#### What needs to be done:
Within the listing below, filter for "BenefitRow" and copy every matching line.

#### Material to process:
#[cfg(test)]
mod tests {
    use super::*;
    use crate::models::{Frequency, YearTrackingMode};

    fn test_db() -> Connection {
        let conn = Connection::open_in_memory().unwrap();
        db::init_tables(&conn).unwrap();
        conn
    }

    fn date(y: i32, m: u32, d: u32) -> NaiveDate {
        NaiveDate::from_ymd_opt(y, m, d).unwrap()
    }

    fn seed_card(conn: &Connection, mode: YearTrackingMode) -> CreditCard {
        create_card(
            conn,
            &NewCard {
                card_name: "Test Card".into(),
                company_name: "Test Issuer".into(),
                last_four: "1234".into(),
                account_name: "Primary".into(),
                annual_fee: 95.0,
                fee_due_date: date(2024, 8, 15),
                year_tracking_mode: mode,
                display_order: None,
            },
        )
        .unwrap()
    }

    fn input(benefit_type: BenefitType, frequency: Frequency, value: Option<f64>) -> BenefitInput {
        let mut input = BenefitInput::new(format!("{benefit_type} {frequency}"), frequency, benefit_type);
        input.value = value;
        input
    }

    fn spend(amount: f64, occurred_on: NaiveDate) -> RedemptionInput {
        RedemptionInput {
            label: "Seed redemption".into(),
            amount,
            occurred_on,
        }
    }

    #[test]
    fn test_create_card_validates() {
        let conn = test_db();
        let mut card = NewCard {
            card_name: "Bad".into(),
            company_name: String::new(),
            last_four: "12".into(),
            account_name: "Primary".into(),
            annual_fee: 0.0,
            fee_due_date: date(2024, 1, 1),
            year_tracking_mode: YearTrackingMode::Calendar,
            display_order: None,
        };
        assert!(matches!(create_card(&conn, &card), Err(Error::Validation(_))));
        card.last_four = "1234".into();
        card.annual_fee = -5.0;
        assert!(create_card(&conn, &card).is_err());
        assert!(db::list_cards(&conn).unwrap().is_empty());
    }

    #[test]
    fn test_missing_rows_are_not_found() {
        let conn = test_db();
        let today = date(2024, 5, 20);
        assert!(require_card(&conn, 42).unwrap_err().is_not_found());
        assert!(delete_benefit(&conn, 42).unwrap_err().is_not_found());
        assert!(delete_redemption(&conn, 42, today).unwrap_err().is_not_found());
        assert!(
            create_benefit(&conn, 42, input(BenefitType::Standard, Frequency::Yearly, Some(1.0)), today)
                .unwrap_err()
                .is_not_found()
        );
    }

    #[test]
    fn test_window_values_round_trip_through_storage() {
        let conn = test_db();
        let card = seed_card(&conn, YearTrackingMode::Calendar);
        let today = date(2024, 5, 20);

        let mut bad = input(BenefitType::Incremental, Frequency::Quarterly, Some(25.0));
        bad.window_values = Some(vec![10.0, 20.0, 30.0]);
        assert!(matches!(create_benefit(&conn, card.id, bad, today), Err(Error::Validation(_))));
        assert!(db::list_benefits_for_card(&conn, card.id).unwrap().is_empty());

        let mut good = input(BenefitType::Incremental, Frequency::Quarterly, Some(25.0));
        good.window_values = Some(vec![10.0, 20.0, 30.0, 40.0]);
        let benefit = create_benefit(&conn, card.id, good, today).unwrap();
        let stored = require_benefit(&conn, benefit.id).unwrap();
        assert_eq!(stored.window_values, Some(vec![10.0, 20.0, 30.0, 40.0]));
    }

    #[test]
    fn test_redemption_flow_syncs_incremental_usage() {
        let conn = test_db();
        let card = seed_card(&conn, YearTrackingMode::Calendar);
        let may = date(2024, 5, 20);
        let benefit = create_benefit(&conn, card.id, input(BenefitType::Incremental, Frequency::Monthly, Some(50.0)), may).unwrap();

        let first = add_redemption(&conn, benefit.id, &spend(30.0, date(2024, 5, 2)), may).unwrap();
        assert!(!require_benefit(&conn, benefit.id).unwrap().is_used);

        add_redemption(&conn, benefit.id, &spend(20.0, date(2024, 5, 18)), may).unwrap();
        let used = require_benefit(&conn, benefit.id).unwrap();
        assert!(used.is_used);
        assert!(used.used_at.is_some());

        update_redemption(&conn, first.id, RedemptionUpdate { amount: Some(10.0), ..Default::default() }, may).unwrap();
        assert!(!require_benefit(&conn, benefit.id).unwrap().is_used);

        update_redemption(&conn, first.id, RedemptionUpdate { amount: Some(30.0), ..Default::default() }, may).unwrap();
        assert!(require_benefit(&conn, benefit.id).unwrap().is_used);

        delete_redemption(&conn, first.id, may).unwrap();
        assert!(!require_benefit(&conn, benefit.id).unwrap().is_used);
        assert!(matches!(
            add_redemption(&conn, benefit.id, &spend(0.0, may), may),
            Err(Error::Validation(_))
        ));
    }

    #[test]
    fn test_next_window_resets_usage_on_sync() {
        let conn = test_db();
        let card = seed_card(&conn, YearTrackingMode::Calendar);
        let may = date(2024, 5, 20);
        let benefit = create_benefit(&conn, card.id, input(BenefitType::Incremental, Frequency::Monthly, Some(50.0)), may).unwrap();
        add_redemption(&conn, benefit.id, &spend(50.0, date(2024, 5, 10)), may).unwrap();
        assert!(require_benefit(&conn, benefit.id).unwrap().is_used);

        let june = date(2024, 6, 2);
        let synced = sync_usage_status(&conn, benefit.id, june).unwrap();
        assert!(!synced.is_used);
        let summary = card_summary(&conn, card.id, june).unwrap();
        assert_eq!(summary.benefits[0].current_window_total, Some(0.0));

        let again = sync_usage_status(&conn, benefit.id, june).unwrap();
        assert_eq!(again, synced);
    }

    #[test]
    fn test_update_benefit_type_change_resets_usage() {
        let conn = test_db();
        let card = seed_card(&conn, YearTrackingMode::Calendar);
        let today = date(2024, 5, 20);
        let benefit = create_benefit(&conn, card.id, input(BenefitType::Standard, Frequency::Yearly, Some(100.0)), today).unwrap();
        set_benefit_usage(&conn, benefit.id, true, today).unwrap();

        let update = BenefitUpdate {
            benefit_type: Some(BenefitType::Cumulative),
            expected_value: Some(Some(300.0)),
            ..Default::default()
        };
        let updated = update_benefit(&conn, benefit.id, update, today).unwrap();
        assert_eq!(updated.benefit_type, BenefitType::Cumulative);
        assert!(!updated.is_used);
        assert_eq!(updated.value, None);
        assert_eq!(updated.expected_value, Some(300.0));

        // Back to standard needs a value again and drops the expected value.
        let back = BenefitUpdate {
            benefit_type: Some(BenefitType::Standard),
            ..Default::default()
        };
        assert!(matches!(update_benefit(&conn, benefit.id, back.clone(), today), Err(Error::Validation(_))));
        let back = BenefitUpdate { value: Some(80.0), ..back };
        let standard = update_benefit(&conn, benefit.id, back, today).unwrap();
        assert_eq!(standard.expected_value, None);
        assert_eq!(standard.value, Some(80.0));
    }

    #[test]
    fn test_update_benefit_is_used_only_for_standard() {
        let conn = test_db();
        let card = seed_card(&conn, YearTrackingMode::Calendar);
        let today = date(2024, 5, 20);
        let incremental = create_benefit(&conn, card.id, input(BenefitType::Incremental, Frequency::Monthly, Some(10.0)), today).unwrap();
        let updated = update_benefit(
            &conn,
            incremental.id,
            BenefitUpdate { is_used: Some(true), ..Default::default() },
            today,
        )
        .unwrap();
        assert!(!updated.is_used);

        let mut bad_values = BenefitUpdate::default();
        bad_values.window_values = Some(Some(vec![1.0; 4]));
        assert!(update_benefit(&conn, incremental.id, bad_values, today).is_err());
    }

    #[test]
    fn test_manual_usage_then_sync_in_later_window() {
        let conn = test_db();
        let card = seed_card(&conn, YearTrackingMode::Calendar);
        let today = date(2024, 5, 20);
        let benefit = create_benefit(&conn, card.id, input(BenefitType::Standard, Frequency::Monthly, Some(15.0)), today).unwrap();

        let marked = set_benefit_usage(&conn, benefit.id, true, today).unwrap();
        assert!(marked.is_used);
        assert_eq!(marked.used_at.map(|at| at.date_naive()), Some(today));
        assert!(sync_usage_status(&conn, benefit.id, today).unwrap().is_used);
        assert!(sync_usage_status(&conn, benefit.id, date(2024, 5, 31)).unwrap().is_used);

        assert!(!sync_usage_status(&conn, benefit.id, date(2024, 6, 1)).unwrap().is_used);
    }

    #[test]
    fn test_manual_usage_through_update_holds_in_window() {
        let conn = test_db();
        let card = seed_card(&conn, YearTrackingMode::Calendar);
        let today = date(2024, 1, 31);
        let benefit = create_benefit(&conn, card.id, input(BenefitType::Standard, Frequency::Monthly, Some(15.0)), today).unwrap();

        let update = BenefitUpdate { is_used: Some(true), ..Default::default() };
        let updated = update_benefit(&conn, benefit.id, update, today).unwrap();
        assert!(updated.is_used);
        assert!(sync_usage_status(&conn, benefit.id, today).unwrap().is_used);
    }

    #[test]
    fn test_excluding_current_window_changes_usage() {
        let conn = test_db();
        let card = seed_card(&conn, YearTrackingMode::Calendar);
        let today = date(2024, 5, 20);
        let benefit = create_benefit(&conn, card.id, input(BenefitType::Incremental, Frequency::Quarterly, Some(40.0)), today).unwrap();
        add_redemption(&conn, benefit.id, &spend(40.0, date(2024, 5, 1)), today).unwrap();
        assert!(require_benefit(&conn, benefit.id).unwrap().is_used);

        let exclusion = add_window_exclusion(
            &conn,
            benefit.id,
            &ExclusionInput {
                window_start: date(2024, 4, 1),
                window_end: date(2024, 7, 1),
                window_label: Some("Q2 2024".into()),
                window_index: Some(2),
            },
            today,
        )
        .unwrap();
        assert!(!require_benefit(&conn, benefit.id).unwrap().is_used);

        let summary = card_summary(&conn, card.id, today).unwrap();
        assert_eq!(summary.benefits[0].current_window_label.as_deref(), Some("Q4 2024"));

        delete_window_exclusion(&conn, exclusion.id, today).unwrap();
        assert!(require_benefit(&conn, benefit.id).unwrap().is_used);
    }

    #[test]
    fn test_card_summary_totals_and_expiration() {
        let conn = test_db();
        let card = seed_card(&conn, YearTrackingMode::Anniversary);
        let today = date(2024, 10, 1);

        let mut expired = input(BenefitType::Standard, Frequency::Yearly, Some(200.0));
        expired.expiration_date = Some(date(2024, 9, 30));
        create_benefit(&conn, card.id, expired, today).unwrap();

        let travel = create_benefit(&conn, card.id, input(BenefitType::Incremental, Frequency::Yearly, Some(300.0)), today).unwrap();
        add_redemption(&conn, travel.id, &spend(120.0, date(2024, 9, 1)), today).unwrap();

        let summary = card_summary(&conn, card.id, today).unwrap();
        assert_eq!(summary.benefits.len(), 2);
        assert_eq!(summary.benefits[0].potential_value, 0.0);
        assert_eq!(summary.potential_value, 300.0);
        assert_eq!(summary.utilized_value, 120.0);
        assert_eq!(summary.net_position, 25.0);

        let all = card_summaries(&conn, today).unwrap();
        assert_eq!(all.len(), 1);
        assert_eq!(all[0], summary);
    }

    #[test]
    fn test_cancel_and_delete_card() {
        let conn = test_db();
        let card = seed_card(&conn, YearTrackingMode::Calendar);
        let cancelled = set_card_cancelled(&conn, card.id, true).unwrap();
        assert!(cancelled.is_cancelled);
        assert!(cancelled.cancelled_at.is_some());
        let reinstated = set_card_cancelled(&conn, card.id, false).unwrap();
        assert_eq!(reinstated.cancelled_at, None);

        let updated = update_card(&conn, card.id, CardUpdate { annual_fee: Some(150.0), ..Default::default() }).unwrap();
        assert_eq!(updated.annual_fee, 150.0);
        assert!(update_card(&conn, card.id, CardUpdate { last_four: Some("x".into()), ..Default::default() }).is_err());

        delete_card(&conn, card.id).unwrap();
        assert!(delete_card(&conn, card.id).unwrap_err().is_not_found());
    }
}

* * *

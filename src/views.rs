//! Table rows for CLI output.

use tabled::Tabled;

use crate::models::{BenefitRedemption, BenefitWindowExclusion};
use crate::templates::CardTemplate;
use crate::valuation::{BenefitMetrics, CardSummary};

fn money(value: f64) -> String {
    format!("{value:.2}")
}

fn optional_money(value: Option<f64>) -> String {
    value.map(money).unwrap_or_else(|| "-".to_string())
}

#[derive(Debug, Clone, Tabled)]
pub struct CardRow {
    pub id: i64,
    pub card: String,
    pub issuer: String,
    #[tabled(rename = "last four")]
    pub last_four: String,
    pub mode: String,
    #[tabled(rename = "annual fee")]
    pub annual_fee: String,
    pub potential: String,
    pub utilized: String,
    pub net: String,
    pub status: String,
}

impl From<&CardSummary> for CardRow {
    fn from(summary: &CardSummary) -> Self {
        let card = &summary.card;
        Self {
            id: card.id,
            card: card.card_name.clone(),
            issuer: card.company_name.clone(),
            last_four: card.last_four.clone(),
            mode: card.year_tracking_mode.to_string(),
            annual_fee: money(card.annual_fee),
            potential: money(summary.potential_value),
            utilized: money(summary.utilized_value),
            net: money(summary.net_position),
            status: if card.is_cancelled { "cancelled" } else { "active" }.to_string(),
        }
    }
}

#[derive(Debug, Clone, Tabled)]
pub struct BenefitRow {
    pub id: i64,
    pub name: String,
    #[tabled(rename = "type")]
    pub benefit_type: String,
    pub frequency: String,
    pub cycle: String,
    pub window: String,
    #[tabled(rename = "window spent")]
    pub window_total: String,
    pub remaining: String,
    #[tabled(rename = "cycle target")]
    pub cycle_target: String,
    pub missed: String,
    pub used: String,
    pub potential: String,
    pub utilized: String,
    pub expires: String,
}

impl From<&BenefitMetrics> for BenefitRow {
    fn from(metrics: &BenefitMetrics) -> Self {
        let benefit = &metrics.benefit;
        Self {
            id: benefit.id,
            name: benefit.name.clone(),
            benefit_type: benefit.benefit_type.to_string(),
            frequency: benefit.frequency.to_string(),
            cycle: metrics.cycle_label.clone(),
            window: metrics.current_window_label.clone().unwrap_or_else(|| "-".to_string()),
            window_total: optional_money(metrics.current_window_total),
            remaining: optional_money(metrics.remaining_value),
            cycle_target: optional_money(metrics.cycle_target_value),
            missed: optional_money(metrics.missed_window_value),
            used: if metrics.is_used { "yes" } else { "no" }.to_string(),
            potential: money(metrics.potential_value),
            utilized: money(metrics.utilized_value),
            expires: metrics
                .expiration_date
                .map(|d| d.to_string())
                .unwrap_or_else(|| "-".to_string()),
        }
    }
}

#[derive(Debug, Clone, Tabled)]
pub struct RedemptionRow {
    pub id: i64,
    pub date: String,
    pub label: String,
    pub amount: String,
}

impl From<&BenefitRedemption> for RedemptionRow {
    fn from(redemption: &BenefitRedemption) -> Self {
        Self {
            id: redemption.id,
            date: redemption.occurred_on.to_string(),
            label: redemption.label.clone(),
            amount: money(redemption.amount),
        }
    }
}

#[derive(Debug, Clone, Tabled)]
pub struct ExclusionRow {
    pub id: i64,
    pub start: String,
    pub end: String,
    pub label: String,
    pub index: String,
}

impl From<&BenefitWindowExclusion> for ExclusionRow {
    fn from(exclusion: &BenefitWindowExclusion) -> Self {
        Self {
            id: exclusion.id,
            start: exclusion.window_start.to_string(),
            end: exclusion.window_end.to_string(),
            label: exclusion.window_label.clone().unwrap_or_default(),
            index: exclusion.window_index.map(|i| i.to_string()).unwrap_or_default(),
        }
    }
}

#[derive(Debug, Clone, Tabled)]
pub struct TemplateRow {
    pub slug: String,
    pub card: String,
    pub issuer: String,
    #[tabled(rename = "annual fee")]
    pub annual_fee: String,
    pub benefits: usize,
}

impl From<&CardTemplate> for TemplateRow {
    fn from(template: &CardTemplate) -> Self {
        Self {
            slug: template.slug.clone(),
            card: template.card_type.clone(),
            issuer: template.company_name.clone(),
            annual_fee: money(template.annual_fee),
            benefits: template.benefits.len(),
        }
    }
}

==

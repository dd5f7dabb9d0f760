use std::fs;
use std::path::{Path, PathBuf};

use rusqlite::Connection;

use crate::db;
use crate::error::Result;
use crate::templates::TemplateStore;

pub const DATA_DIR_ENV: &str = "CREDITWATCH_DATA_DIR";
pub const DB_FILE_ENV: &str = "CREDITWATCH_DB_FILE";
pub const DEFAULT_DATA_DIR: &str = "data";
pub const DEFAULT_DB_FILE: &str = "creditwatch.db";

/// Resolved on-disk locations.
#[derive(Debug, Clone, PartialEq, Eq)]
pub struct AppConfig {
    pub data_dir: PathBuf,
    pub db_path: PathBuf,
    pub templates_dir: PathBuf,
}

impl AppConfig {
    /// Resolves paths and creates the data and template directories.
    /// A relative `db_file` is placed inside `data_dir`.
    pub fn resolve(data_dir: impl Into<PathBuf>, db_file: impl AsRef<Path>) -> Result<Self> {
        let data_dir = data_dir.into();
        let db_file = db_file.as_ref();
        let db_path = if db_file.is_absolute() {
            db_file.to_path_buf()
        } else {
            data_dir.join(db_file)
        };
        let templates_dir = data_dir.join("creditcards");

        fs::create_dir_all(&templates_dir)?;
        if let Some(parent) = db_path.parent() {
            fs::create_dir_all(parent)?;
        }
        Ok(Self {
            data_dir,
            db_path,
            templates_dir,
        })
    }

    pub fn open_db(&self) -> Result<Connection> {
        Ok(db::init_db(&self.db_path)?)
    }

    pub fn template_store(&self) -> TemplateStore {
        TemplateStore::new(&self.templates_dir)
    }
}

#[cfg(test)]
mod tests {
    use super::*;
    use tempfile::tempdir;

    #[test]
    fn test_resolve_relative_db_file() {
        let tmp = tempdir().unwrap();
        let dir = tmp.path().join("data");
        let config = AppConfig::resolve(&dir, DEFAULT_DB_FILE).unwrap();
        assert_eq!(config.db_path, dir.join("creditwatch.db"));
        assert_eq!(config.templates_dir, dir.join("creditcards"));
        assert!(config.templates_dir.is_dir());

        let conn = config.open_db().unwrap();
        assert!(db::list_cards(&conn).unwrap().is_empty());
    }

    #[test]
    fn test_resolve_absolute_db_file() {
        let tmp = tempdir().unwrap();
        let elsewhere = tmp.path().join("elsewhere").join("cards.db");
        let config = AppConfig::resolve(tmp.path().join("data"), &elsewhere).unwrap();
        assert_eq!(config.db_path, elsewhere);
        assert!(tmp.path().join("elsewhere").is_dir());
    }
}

#### Completed task:
pub struct BenefitRow {
impl From<&BenefitMetrics> for BenefitRow {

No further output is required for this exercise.